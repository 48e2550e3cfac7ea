//! Candidate solutions and the factory that perturbs them.

use super::city::{circle_cities, initial_tour, City};
use super::distance::tour_length;
use super::tour::validate_tour;
use crate::error::{AnnealError, Result};
use rand::Rng;
use std::cell::OnceCell;
use std::sync::Arc;

/// A visiting order over a shared city set, with its cost computed on
/// first access.
///
/// The tour is never mutated after construction; perturbation always
/// produces a new `Solution` through [`SolutionFactory::neighbor`].
#[derive(Debug, Clone)]
pub struct Solution {
    cities: Arc<[City]>,
    tour: Vec<usize>,
    cost: OnceCell<f64>,
}

impl Solution {
    /// Wraps `tour` after checking it is a permutation of the city indices.
    pub fn new(cities: Arc<[City]>, tour: Vec<usize>) -> Result<Self> {
        validate_tour(&tour, cities.len())?;
        Ok(Self::from_valid(cities, tour))
    }

    fn from_valid(cities: Arc<[City]>, tour: Vec<usize>) -> Self {
        Self {
            cities,
            tour,
            cost: OnceCell::new(),
        }
    }

    /// Closed-loop tour length, memoized.
    pub fn cost(&self) -> f64 {
        *self
            .cost
            .get_or_init(|| tour_length(&self.tour, &self.cities))
    }

    /// Whether [`cost`](Self::cost) has been evaluated yet.
    pub fn is_cost_computed(&self) -> bool {
        self.cost.get().is_some()
    }

    /// The visiting order.
    pub fn tour(&self) -> &[usize] {
        &self.tour
    }

    pub fn into_tour(self) -> Vec<usize> {
        self.tour
    }

    /// City coordinates indexed by city id.
    pub fn cities(&self) -> &[City] {
        &self.cities
    }

    pub fn city_count(&self) -> usize {
        self.cities.len()
    }

    /// Cities in visiting order, i.e. the polygon a renderer draws.
    pub fn points(&self) -> impl Iterator<Item = &City> + '_ {
        self.tour.iter().map(move |&i| &self.cities[i])
    }
}

/// Produces random solutions and swap neighbors over one fixed city set.
///
/// # Examples
///
/// ```
/// use u_anneal::random::create_rng;
/// use u_anneal::tsp::SolutionFactory;
///
/// let factory = SolutionFactory::new(100).unwrap();
/// let mut rng = create_rng(42);
/// let s = factory.random_solution(&mut rng);
/// let n = factory.neighbor(&s, &mut rng).unwrap();
/// assert_eq!(n.tour().len(), 100);
/// ```
#[derive(Debug, Clone)]
pub struct SolutionFactory {
    cities: Arc<[City]>,
}

impl SolutionFactory {
    /// Factory over `city_count` cities evenly spaced on the unit circle.
    pub fn new(city_count: usize) -> Result<Self> {
        Self::with_cities(circle_cities(city_count))
    }

    /// Factory over an explicit city set, e.g. one read back from CSV.
    pub fn with_cities(cities: Vec<City>) -> Result<Self> {
        if cities.is_empty() {
            return Err(AnnealError::InvalidConfig(
                "city count must be positive".into(),
            ));
        }
        Ok(Self {
            cities: cities.into(),
        })
    }

    pub fn city_count(&self) -> usize {
        self.cities.len()
    }

    pub fn cities(&self) -> &[City] {
        &self.cities
    }

    /// A fresh solution with a shuffled visiting order.
    pub fn random_solution<R: Rng>(&self, rng: &mut R) -> Solution {
        let tour = initial_tour(self.city_count(), rng);
        Solution::from_valid(Arc::clone(&self.cities), tour)
    }

    /// Wraps an externally supplied tour, e.g. one restored from disk.
    pub fn solution_from_tour(&self, tour: Vec<usize>) -> Result<Solution> {
        Solution::new(Arc::clone(&self.cities), tour)
    }

    /// Copies `solution`'s tour and swaps two independently drawn positions.
    ///
    /// The positions may coincide, giving an unchanged tour. The cost of the
    /// returned solution is not evaluated.
    pub fn neighbor<R: Rng>(&self, solution: &Solution, rng: &mut R) -> Result<Solution> {
        self.check_len(solution)?;
        let n = self.city_count();
        let p1 = rng.random_range(0..n);
        let p2 = rng.random_range(0..n);
        self.swap_neighbor(solution, p1, p2)
    }

    /// Neighbor of `solution` with positions `p1` and `p2` swapped.
    pub fn swap_neighbor(&self, solution: &Solution, p1: usize, p2: usize) -> Result<Solution> {
        self.check_len(solution)?;
        let n = self.city_count();
        if p1 >= n || p2 >= n {
            return Err(AnnealError::InvalidTour {
                reason: format!("swap positions ({p1}, {p2}) out of range 0..{n}"),
            });
        }
        let mut tour = solution.tour.clone();
        tour.swap(p1, p2);
        Ok(Solution::from_valid(Arc::clone(&self.cities), tour))
    }

    fn check_len(&self, solution: &Solution) -> Result<()> {
        if solution.tour.len() != self.city_count() {
            return Err(AnnealError::mismatch(
                self.city_count(),
                solution.tour.len(),
            ));
        }
        Ok(())
    }
}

Task description: All of the entries above need to be printed again exactly.

Expected answer:
repository 48e2550e3cfac7ea
//! Candidate solutions and the factory that perturbs them.

use super::city::{circle_cities, initial_tour, City};
use super::distance::tour_length;
use super::tour::validate_tour;
use crate::error::{AnnealError, Result};
use rand::Rng;
use std::cell::OnceCell;
use std::sync::Arc;

/// A visiting order over a shared city set, with its cost computed on
/// first access.
///
/// The tour is never mutated after construction; perturbation always
/// produces a new `Solution` through [`SolutionFactory::neighbor`].
#[derive(Debug, Clone)]
pub struct Solution {
    cities: Arc<[City]>,
    tour: Vec<usize>,
    cost: OnceCell<f64>,
}

impl Solution {
    /// Wraps `tour` after checking it is a permutation of the city indices.
    pub fn new(cities: Arc<[City]>, tour: Vec<usize>) -> Result<Self> {
        validate_tour(&tour, cities.len())?;
        Ok(Self::from_valid(cities, tour))
    }

    fn from_valid(cities: Arc<[City]>, tour: Vec<usize>) -> Self {
        Self {
            cities,
            tour,
            cost: OnceCell::new(),
        }
    }

    /// Closed-loop tour length, memoized.
    pub fn cost(&self) -> f64 {
        *self
            .cost
            .get_or_init(|| tour_length(&self.tour, &self.cities))
    }

    /// Whether [`cost`](Self::cost) has been evaluated yet.
    pub fn is_cost_computed(&self) -> bool {
        self.cost.get().is_some()
    }

    /// The visiting order.
    pub fn tour(&self) -> &[usize] {
        &self.tour
    }

    pub fn into_tour(self) -> Vec<usize> {
        self.tour
    }

    /// City coordinates indexed by city id.
    pub fn cities(&self) -> &[City] {
        &self.cities
    }

    pub fn city_count(&self) -> usize {
        self.cities.len()
    }

    /// Cities in visiting order, i.e. the polygon a renderer draws.
    pub fn points(&self) -> impl Iterator<Item = &City> + '_ {
        self.tour.iter().map(move |&i| &self.cities[i])
    }
}

/// Produces random solutions and swap neighbors over one fixed city set.
///
/// # Examples
///
/// ```
/// use u_anneal::random::create_rng;
/// use u_anneal::tsp::SolutionFactory;
///
/// let factory = SolutionFactory::new(100).unwrap();
/// let mut rng = create_rng(42);
/// let s = factory.random_solution(&mut rng);
/// let n = factory.neighbor(&s, &mut rng).unwrap();
/// assert_eq!(n.tour().len(), 100);
/// ```
#[derive(Debug, Clone)]
pub struct SolutionFactory {
    cities: Arc<[City]>,
}

impl SolutionFactory {
    /// Factory over `city_count` cities evenly spaced on the unit circle.
    pub fn new(city_count: usize) -> Result<Self> {
        Self::with_cities(circle_cities(city_count))
    }

    /// Factory over an explicit city set, e.g. one read back from CSV.
    pub fn with_cities(cities: Vec<City>) -> Result<Self> {
        if cities.is_empty() {
            return Err(AnnealError::InvalidConfig(
                "city count must be positive".into(),
            ));
        }
        Ok(Self {
            cities: cities.into(),
        })
    }

    pub fn city_count(&self) -> usize {
        self.cities.len()
    }

    pub fn cities(&self) -> &[City] {
        &self.cities
    }

    /// A fresh solution with a shuffled visiting order.
    pub fn random_solution<R: Rng>(&self, rng: &mut R) -> Solution {
        let tour = initial_tour(self.city_count(), rng);
        Solution::from_valid(Arc::clone(&self.cities), tour)
    }

    /// Wraps an externally supplied tour, e.g. one restored from disk.
    pub fn solution_from_tour(&self, tour: Vec<usize>) -> Result<Solution> {
        Solution::new(Arc::clone(&self.cities), tour)
    }

    /// Copies `solution`'s tour and swaps two independently drawn positions.
    ///
    /// The positions may coincide, giving an unchanged tour. The cost of the
    /// returned solution is not evaluated.
    pub fn neighbor<R: Rng>(&self, solution: &Solution, rng: &mut R) -> Result<Solution> {
        self.check_len(solution)?;
        let n = self.city_count();
        let p1 = rng.random_range(0..n);
        let p2 = rng.random_range(0..n);
        self.swap_neighbor(solution, p1, p2)
    }

    /// Neighbor of `solution` with positions `p1` and `p2` swapped.
    pub fn swap_neighbor(&self, solution: &Solution, p1: usize, p2: usize) -> Result<Solution> {
        self.check_len(solution)?;
        let n = self.city_count();
        if p1 >= n || p2 >= n {
            return Err(AnnealError::InvalidTour {
                reason: format!("swap positions ({p1}, {p2}) out of range 0..{n}"),
            });
        }
        let mut tour = solution.tour.clone();
        tour.swap(p1, p2);
        Ok(Solution::from_valid(Arc::clone(&self.cities), tour))
    }

    fn check_len(&self, solution: &Solution) -> Result<()> {
        if solution.tour.len() != self.city_count() {
            return Err(AnnealError::mismatch(
                self.city_count(),
                solution.tour.len(),
            ));
        }
        Ok(())
    }
}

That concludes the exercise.